#### What to produce
Where the line with "self.initialized = false;" appears below, start writing out lines exactly, and finish with the line with "assert!((adaptive_alpha(10.0) - 0.9).abs()", which is included; write out nothing else.

[Saved entries]
-*-*-
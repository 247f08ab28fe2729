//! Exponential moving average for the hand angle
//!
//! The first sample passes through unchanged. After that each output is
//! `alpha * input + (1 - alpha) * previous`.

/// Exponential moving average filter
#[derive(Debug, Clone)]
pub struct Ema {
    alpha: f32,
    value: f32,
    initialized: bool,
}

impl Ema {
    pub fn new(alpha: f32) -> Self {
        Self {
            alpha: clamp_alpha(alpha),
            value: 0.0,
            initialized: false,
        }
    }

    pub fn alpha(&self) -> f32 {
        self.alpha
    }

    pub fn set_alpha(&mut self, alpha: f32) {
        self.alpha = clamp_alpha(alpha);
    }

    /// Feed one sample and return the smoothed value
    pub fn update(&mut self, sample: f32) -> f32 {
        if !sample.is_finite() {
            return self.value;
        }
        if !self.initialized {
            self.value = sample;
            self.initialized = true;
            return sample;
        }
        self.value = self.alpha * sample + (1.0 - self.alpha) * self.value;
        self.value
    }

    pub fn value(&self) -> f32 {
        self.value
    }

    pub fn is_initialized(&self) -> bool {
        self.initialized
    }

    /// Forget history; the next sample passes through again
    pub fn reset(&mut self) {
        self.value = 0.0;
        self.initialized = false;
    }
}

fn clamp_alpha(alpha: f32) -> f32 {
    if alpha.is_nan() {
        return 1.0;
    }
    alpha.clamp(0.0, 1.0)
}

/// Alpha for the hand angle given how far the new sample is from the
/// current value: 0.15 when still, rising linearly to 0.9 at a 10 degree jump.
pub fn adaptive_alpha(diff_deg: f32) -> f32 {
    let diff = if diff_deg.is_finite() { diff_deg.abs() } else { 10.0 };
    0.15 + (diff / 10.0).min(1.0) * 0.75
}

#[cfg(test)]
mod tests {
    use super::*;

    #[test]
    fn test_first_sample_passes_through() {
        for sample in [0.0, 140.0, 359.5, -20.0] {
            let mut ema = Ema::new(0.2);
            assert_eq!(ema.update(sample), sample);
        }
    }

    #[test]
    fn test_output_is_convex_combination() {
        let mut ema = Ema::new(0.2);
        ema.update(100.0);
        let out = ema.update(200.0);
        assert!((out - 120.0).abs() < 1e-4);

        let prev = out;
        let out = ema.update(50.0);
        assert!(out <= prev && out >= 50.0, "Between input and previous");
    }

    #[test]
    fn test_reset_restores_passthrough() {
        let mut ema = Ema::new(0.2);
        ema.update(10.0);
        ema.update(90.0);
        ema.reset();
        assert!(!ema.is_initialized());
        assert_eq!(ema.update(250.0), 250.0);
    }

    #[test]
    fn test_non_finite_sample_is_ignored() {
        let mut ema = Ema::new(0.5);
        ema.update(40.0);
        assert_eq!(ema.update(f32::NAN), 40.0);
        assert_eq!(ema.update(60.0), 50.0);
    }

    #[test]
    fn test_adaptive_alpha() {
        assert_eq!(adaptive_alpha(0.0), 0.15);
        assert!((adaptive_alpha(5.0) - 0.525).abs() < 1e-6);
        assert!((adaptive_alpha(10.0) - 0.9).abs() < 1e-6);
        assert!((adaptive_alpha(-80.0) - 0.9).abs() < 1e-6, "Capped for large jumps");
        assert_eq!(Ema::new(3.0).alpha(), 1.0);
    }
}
-*-*-
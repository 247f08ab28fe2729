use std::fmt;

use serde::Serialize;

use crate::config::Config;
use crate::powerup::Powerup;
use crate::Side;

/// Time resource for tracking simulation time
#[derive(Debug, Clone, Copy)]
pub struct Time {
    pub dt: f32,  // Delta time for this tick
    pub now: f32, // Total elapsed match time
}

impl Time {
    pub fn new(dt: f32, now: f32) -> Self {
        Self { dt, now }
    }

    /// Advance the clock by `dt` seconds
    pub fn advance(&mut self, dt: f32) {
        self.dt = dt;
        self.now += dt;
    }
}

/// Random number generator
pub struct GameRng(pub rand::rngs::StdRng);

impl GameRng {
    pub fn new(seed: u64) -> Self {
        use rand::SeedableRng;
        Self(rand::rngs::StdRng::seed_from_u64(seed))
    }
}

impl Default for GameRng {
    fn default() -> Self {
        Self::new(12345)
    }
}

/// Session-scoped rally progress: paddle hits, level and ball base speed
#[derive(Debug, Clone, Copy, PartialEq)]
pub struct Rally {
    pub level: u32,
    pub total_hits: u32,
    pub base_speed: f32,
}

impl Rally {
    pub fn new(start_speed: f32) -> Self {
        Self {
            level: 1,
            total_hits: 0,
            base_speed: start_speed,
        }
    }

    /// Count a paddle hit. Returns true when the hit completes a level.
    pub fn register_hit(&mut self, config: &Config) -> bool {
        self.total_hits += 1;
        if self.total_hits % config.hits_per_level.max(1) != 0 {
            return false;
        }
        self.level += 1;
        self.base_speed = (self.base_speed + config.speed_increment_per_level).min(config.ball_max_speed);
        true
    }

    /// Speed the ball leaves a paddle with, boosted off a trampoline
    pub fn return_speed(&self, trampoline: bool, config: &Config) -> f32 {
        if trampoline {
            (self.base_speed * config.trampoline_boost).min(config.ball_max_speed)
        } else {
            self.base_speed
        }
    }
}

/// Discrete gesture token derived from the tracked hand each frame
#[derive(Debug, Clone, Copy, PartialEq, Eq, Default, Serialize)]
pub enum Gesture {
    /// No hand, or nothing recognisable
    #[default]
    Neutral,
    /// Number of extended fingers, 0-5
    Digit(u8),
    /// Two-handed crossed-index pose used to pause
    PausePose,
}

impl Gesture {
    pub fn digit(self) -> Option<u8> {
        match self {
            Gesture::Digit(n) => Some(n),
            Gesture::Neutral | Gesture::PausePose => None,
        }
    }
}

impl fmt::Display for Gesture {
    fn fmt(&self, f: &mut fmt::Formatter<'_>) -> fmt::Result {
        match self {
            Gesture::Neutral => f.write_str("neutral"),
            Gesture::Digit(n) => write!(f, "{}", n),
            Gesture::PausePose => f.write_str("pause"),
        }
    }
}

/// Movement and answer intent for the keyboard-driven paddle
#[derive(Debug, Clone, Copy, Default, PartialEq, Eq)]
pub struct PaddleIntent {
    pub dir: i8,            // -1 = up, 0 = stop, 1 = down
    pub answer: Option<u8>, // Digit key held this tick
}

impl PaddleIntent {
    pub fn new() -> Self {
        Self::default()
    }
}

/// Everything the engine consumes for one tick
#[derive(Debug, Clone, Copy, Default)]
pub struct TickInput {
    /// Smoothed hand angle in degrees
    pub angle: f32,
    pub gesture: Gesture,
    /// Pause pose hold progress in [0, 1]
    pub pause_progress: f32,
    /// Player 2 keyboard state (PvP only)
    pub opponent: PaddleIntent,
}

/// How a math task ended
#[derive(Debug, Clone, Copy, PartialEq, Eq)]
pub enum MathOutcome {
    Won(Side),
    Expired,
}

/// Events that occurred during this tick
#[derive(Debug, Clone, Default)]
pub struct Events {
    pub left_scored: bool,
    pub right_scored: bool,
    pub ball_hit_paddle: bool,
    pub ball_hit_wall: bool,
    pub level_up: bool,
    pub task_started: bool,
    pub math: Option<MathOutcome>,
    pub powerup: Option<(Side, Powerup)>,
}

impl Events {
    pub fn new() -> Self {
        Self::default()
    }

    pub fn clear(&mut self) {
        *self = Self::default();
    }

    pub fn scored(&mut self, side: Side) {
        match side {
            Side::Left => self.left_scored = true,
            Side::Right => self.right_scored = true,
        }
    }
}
-*-*-
#### The answer
        self.initialized = false;
    }
}

fn clamp_alpha(alpha: f32) -> f32 {
    if alpha.is_nan() {
        return 1.0;
    }
    alpha.clamp(0.0, 1.0)
}

/// Alpha for the hand angle given how far the new sample is from the
/// current value: 0.15 when still, rising linearly to 0.9 at a 10 degree jump.
pub fn adaptive_alpha(diff_deg: f32) -> f32 {
    let diff = if diff_deg.is_finite() { diff_deg.abs() } else { 10.0 };
    0.15 + (diff / 10.0).min(1.0) * 0.75
}

#[cfg(test)]
mod tests {
    use super::*;

    #[test]
    fn test_first_sample_passes_through() {
        for sample in [0.0, 140.0, 359.5, -20.0] {
            let mut ema = Ema::new(0.2);
            assert_eq!(ema.update(sample), sample);
        }
    }

    #[test]
    fn test_output_is_convex_combination() {
        let mut ema = Ema::new(0.2);
        ema.update(100.0);
        let out = ema.update(200.0);
        assert!((out - 120.0).abs() < 1e-4);

        let prev = out;
        let out = ema.update(50.0);
        assert!(out <= prev && out >= 50.0, "Between input and previous");
    }

    #[test]
    fn test_reset_restores_passthrough() {
        let mut ema = Ema::new(0.2);
        ema.update(10.0);
        ema.update(90.0);
        ema.reset();
        assert!(!ema.is_initialized());
        assert_eq!(ema.update(250.0), 250.0);
    }

    #[test]
    fn test_non_finite_sample_is_ignored() {
        let mut ema = Ema::new(0.5);
        ema.update(40.0);
        assert_eq!(ema.update(f32::NAN), 40.0);
        assert_eq!(ema.update(60.0), 50.0);
    }

    #[test]
    fn test_adaptive_alpha() {
        assert_eq!(adaptive_alpha(0.0), 0.15);
        assert!((adaptive_alpha(5.0) - 0.525).abs() < 1e-6);
        assert!((adaptive_alpha(10.0) - 0.9).abs() < 1e-6);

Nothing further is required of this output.